The writer is President of Kenya and President of the Alliance of African Malaria Leaders
The leaders of the British community are meeting in the Rwandan capital, Kigali, this week. They have the potential to accelerate the fight against infectious diseases, including malaria, while building sustainable health systems that can protect the world from the next pandemic.
For many years, malaria was the deadliest disease in Africa. At the turn of the millennium, African governments and external partners worked with communities to push for retreat. These efforts have saved millions of lives and revived economies.
But in many African countries, the disease is on the rise again. There were approximately 241 million malaria cases and 627,000 malaria deaths worldwide in 2020. This represents about 14 million more cases in 2020 than in 2019 and 69,000 more deaths. African countries account for 95 percent of these global malaria cases and 96 percent of global malaria deaths. In 2020, more than 600,000 Africans lost their lives – most of them children under the age of five.

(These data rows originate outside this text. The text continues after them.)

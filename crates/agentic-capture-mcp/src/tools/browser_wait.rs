//! Tool: browser_wait. Pause between steps.

use std::time::Duration;

use serde::Deserialize;
use serde_json::{json, Value};

use crate::types::{McpError, McpResult, ToolCallResult, ToolDefinition};

pub const MAX_WAIT_SECS: f64 = 60.0;

#[derive(Debug, Deserialize)]
struct WaitParams {
    time: f64,
}

pub fn definition() -> ToolDefinition {
    ToolDefinition::new(
        "browser_wait",
        "Wait for a number of seconds (at most 60)",
        json!({
            "type": "object",
            "properties": {
                "time": { "type": "number", "description": "Seconds to wait", "minimum": 0 }
            },
            "required": ["time"]
        }),
    )
}

pub async fn execute(args: Value) -> McpResult<ToolCallResult> {
    let params: WaitParams =
        serde_json::from_value(args).map_err(|e| McpError::InvalidParams(e.to_string()))?;
    if !params.time.is_finite() || params.time < 0.0 {
        return Err(McpError::InvalidParams(
            "'time' must be a non-negative number of seconds".to_string(),
        ));
    }
    let secs = params.time.min(MAX_WAIT_SECS);
    tokio::time::sleep(Duration::from_secs_f64(secs)).await;
    Ok(ToolCallResult::text(format!("Waited for {secs} seconds")))
}
//! Tool: download_file. Fetch a URL with the browser session's cookies and
//! save it under a dated name.

use std::path::PathBuf;
use std::sync::Arc;

use agentic_capture::{PersistTarget, TargetMedia};
use serde::Deserialize;
use serde_json::{json, Value};

use crate::config::DEFAULT_PREFIX;
use crate::session::CaptureSessionManager;
use crate::types::{McpError, McpResult, ToolCallResult, ToolDefinition};

#[derive(Debug, Deserialize)]
#[serde(rename_all = "camelCase")]
struct DownloadParams {
    url: String,
    #[serde(default)]
    directory: Option<String>,
    #[serde(default)]
    prefix: Option<String>,
    #[serde(default)]
    file_type: Option<String>,
}

pub fn definition() -> ToolDefinition {
    ToolDefinition::new(
        "download_file",
        "Download a file from a URL using the browser's logged-in session",
        json!({
            "type": "object",
            "properties": {
                "url": { "type": "string", "description": "URL of the file" },
                "directory": { "type": "string", "description": "Target directory (default: download directory)" },
                "prefix": { "type": "string", "description": "File name prefix (default: download)" },
                "fileType": { "type": "string", "description": "Expected file type, e.g. pdf (default)" }
            },
            "required": ["url"]
        }),
    )
}

pub async fn execute(
    args: Value,
    session: &Arc<CaptureSessionManager>,
) -> McpResult<ToolCallResult> {
    let params: DownloadParams =
        serde_json::from_value(args).map_err(|e| McpError::InvalidParams(e.to_string()))?;
    if params.url.trim().is_empty() {
        return Err(McpError::InvalidParams("'url' must not be empty".to_string()));
    }
    let media = match params.file_type.as_deref() {
        Some(file_type) => TargetMedia::from_file_type(file_type)
            .ok_or_else(|| McpError::InvalidParams(format!("Unknown fileType: {file_type}")))?,
        None => TargetMedia::default(),
    };
    let directory = params
        .directory
        .filter(|d| !d.trim().is_empty())
        .map(PathBuf::from)
        .unwrap_or_else(|| session.config().download_dir.clone());
    let target = PersistTarget::new(
        directory,
        params.prefix.unwrap_or_else(|| DEFAULT_PREFIX.to_string()),
    );

    match session.download_file(&params.url, &media, &target).await {
        Ok(saved) => Ok(ToolCallResult::json(&json!({
            "saved_to": saved.path,
            "artifact": saved.artifact,
            "resource": format!("artifact://{}", saved.artifact.name),
            "source_url": saved.source_url,
        }))),
        Err(e) => Ok(super::failure("download_file", &e)),
    }
}
//! Resource: console://logs

use std::sync::Arc;

use crate::session::CaptureSessionManager;
use crate::types::{McpResult, ReadResourceResult, ResourceContent};

pub const URI: &str = "console://logs";

pub async fn read(session: &Arc<CaptureSessionManager>) -> McpResult<ReadResourceResult> {
    let text = session.console().render().await;
    Ok(ResourceContent::text(URI, "text/plain", text).into())
}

The Covid-19 pandemic has jeopardized advances in malaria control. But a swift and steady response from countries and partners has prevented the worst-case scenario for a potential doubling of malaria deaths, originally predicted by the World Health Organization in early 2020.
We have everything we need not only to stop this decline, but also to make progress in the fight against malaria. We must ensure that everyone, everywhere, has access to tools that prevent the disease, such as mosquito nets, residual indoor spraying and seasonal chemoprophylaxis. We must also ensure that when people get sick, they can receive treatment as soon as they need it.
But what has brought us here in the fight against malaria will not get us where we need to be in 2030. We need new tools, such as the new malaria vaccine, RTS, S. From 2019, more than 1 million children received at least one dose of this vaccine by pilot introduction in Ghana, Kenya and Malawi. We must now invest in making it widely available and more accessible.
There are other areas where we need to make progress. The effectiveness of older mosquito nets, for example, has been partially compromised by emerging insecticide resistance. But now we have a new class of mosquito nets treated with double insecticides that can make a big difference in preventing this disease.
First of all, in order to tip the scales against this disease, we need to devote more resources to the fight. The choice is clear: we can increase investment in the fight against malaria now, or we can postpone and end up paying much more later.
All countries where malaria is endemic – most of them in Africa – need to spend more than their own money. This is not only a moral imperative, but also a clever thing. It is estimated that every dollar invested in ending the disease brings a $ 36 economic return.
In addition to domestic investment, we need to stimulate more international funding. Experience with Covid-19 has shown that fighting a pathogen in one corner of the world is not an act of charity, but a choice to make everyone, in every part of the world, safer.
One such opportunity to boost international funding in the fight against malaria comes this year, as world leaders gather in the United States for the seventh Global Fund Replenishment Conference.
The Global Fund to Fight AIDS, Tuberculosis and Malaria provides 56 percent of international funding for the treatment and prevention of malaria. Across Africa, we have seen the fruits of our partnership with them, which has saved millions of lives, revitalized many communities and been a powerful force for change.
Together, we have proven that we can send the world’s deadliest infectious diseases into retreat. With the replenishment of the Global Fund this year, we can regain the positions lost during the pandemic and end malaria, as well as HIV and tuberculosis, as threats to public health forever.
The African spirit of Ubuntu calls us to revitalize our relationship to serve all of humanity, caring for everyone, everywhere, and leaving no one behind. The countries of the British Commonwealth can fight for what really matters to millions of our citizens by investing more in the fight against infectious diseases such as malaria.